--- START ---
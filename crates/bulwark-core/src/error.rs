//! Error types for Bulwark Core
//!
//! Only configuration-level problems abort a run. Every per-item failure
//! (scan, copy, plan write, test execution) is converted into a counter
//! increment plus a log entry at its item boundary and never reaches these
//! types.

use std::path::PathBuf;

/// Top-level engine error
#[derive(Debug, thiserror::Error)]
pub enum BulwarkError {
    /// Configuration is unusable; the run aborts before any phase
    #[error("configuration error: {0}")]
    Config(#[from] ConfigError),

    /// The final session report could not be persisted
    #[error("report error: {0}")]
    Report(#[from] ReportError),
}

/// Configuration-level failures
#[derive(Debug, thiserror::Error)]
pub enum ConfigError {
    /// Workspace root missing or not a directory
    #[error("workspace root {path} is missing or not a directory")]
    WorkspaceMissing {
        /// The configured root
        path: PathBuf,
    },

    /// A classification rule pattern did not compile
    #[error("invalid classification rule `{pattern}`: {source}")]
    Rule {
        /// The offending pattern
        pattern: String,
        /// Underlying regex error
        #[source]
        source: regex::Error,
    },

    /// Readiness weights are invalid
    #[error(transparent)]
    Weights(#[from] bulwark_recovery::WeightError),

    /// Compliance threshold outside 0..=100
    #[error("compliance threshold must be within 0..=100, got {0}")]
    Threshold(f64),

    /// Schedule interval not positive
    #[error("schedule interval must be positive, got {0}")]
    Interval(f64),

    /// Config file is not valid TOML
    #[error("failed to parse config file: {0}")]
    Parse(#[from] toml::de::Error),
}

/// Failures while persisting the session report
#[derive(Debug, thiserror::Error)]
pub enum ReportError {
    /// JSON encoding failed
    #[error("failed to serialize session report: {0}")]
    Serialization(#[from] serde_json::Error),

    /// Filesystem step failed
    #[error("failed to write session report {path}: {source}")]
    Io {
        /// Offending path
        path: PathBuf,
        /// Underlying error
        #[source]
        source: std::io::Error,
    },
}

#[cfg(test)]
mod tests {
    use super::*;

    #[test]
    fn config_error_display() {
        let err = ConfigError::WorkspaceMissing {
            path: PathBuf::from("/nope"),
        };
        assert!(err.to_string().contains("/nope"));

        let err = BulwarkError::from(ConfigError::Threshold(120.0));
        assert!(err.to_string().contains("configuration error"));
    }
}
//! Classification rules
//!
//! An ordered list of (pattern, type, priority) rules. Rules are evaluated
//! in insertion order and the first match wins; catalogs are caller
//! configuration, with [`RuleSet::standard`] as the default.

use crate::asset::{AssetType, Priority};
use regex::Regex;
use serde::{Deserialize, Serialize};

/// A single ordered classification rule
///
/// The pattern is matched against the file name, never the full path.
#[derive(Debug, Clone)]
pub struct ClassificationRule {
    /// Compiled file-name pattern
    pub pattern: Regex,
    /// Type assigned on match
    pub asset_type: AssetType,
    /// Priority assigned on match
    pub priority: Priority,
}

impl ClassificationRule {
    /// Compile a rule from a pattern string
    ///
    /// # Errors
    /// Returns the regex error if the pattern does not compile.
    pub fn new(
        pattern: &str,
        asset_type: AssetType,
        priority: Priority,
    ) -> Result<Self, regex::Error> {
        Ok(Self {
            pattern: Regex::new(pattern)?,
            asset_type,
            priority,
        })
    }

    /// Check whether the rule matches a file name
    #[inline]
    #[must_use]
    pub fn matches(&self, file_name: &str) -> bool {
        self.pattern.is_match(file_name)
    }
}

/// Serde-friendly rule form used by configuration files
#[derive(Debug, Clone, Serialize, Deserialize)]
pub struct RuleSpec {
    /// Regex pattern matched against file names
    pub pattern: String,
    /// Type assigned on match
    #[serde(rename = "type")]
    pub asset_type: AssetType,
    /// Priority assigned on match
    pub priority: Priority,
}

impl RuleSpec {
    /// Compile into a [`ClassificationRule`]
    ///
    /// # Errors
    /// Returns the regex error if the pattern does not compile.
    pub fn compile(&self) -> Result<ClassificationRule, regex::Error> {
        ClassificationRule::new(&self.pattern, self.asset_type, self.priority)
    }
}

/// Ordered rule catalog with first-match-wins semantics
#[derive(Debug, Clone, Default)]
pub struct RuleSet {
    rules: Vec<ClassificationRule>,
}

impl RuleSet {
    /// Create a rule set from an ordered list
    #[inline]
    #[must_use]
    pub fn new(rules: Vec<ClassificationRule>) -> Self {
        Self { rules }
    }

    /// The default catalog covering all six asset types
    ///
    /// Order matters: dependency lockfiles are claimed before the broader
    /// script and config rules, unified scripts before plain scripts.
    #[must_use]
    pub fn standard() -> Self {
        let table: [(&str, AssetType, Priority); 6] = [
            (r"\.(db|sqlite3?)$", AssetType::Database, Priority::High),
            (
                r"^unified_.*\.(py|rs|sh)$",
                AssetType::UnifiedScript,
                Priority::High,
            ),
            (
                r"^(Cargo\.(toml|lock)|requirements\.txt|package(-lock)?\.json|pyproject\.toml)$",
                AssetType::Dependency,
                Priority::Medium,
            ),
            (r"\.(rs|py|sh)$", AssetType::CoreScript, Priority::Medium),
            (
                r"\.(toml|ya?ml|json|ini|cfg)$",
                AssetType::Config,
                Priority::Medium,
            ),
            (r"\.(md|rst|txt)$", AssetType::Documentation, Priority::Low),
        ];
        let rules = table
            .into_iter()
            .map(|(pattern, asset_type, priority)| {
                ClassificationRule::new(pattern, asset_type, priority)
                    .expect("built-in patterns are valid")
            })
            .collect();
        Self { rules }
    }

    /// Find the first rule matching a file name
    #[must_use]
    pub fn first_match(&self, file_name: &str) -> Option<&ClassificationRule> {
        self.rules.iter().find(|r| r.matches(file_name))
    }

    /// Append a rule at the end of the evaluation order
    pub fn push(&mut self, rule: ClassificationRule) {
        self.rules.push(rule);
    }

    /// Number of rules
    #[inline]
    #[must_use]
    pub fn len(&self) -> usize {
        self.rules.len()
    }

    /// Whether the catalog is empty
    #[inline]
    #[must_use]
    pub fn is_empty(&self) -> bool {
        self.rules.is_empty()
    }

    /// Iterate rules in evaluation order
    pub fn iter(&self) -> impl Iterator<Item = &ClassificationRule> {
        self.rules.iter()
    }
}

/// Compile a list of [`RuleSpec`]s into a [`RuleSet`], preserving order
///
/// # Errors
/// Returns the offending pattern and regex error on the first failure.
pub fn compile_rules(specs: &[RuleSpec]) -> Result<RuleSet, (String, regex::Error)> {
    let mut rules = Vec::with_capacity(specs.len());
    for spec in specs {
        rules.push(
            spec.compile()
                .map_err(|e| (spec.pattern.clone(), e))?,
        );
    }
    Ok(RuleSet::new(rules))
}

#[cfg(test)]
mod tests {
    use super::*;

    #[test]
    fn standard_covers_all_types() {
        let rules = RuleSet::standard();
        assert_eq!(rules.len(), 6);

        assert_eq!(
            rules.first_match("state.db").map(|r| r.asset_type),
            Some(AssetType::Database)
        );
        assert_eq!(
            rules.first_match("unified_deploy.py").map(|r| r.asset_type),
            Some(AssetType::UnifiedScript)
        );
        assert_eq!(
            rules.first_match("Cargo.toml").map(|r| r.asset_type),
            Some(AssetType::Dependency)
        );
        assert_eq!(
            rules.first_match("runner.py").map(|r| r.asset_type),
            Some(AssetType::CoreScript)
        );
        assert_eq!(
            rules.first_match("settings.yaml").map(|r| r.asset_type),
            Some(AssetType::Config)
        );
        assert_eq!(
            rules.first_match("README.md").map(|r| r.asset_type),
            Some(AssetType::Documentation)
        );
    }

    #[test]
    fn first_match_wins_over_later_rules() {
        // unified_*.py also matches the plain script rule further down
        let rules = RuleSet::standard();
        let rule = rules.first_match("unified_backup.py").unwrap();
        assert_eq!(rule.asset_type, AssetType::UnifiedScript);
        assert_eq!(rule.priority, Priority::High);

        // Cargo.toml also matches the config rule further down
        let rule = rules.first_match("Cargo.toml").unwrap();
        assert_eq!(rule.asset_type, AssetType::Dependency);
    }

    #[test]
    fn unmatched_names_yield_none() {
        let rules = RuleSet::standard();
        assert!(rules.first_match("core.bin").is_none());
        assert!(rules.first_match("noextension").is_none());
    }

    #[test]
    fn spec_compiles_and_rejects_bad_patterns() {
        let spec = RuleSpec {
            pattern: r"\.log$".to_string(),
            asset_type: AssetType::Documentation,
            priority: Priority::Low,
        };
        assert!(spec.compile().is_ok());

        let bad = RuleSpec {
            pattern: "[unclosed".to_string(),
            asset_type: AssetType::Config,
            priority: Priority::Low,
        };
        assert!(bad.compile().is_err());
        assert!(compile_rules(&[bad]).is_err());
    }
}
--- END ---
# [ACTIVITY]
One number should be returned: how many lines in the records contain the word "Underlying".

# [ANSWER]
2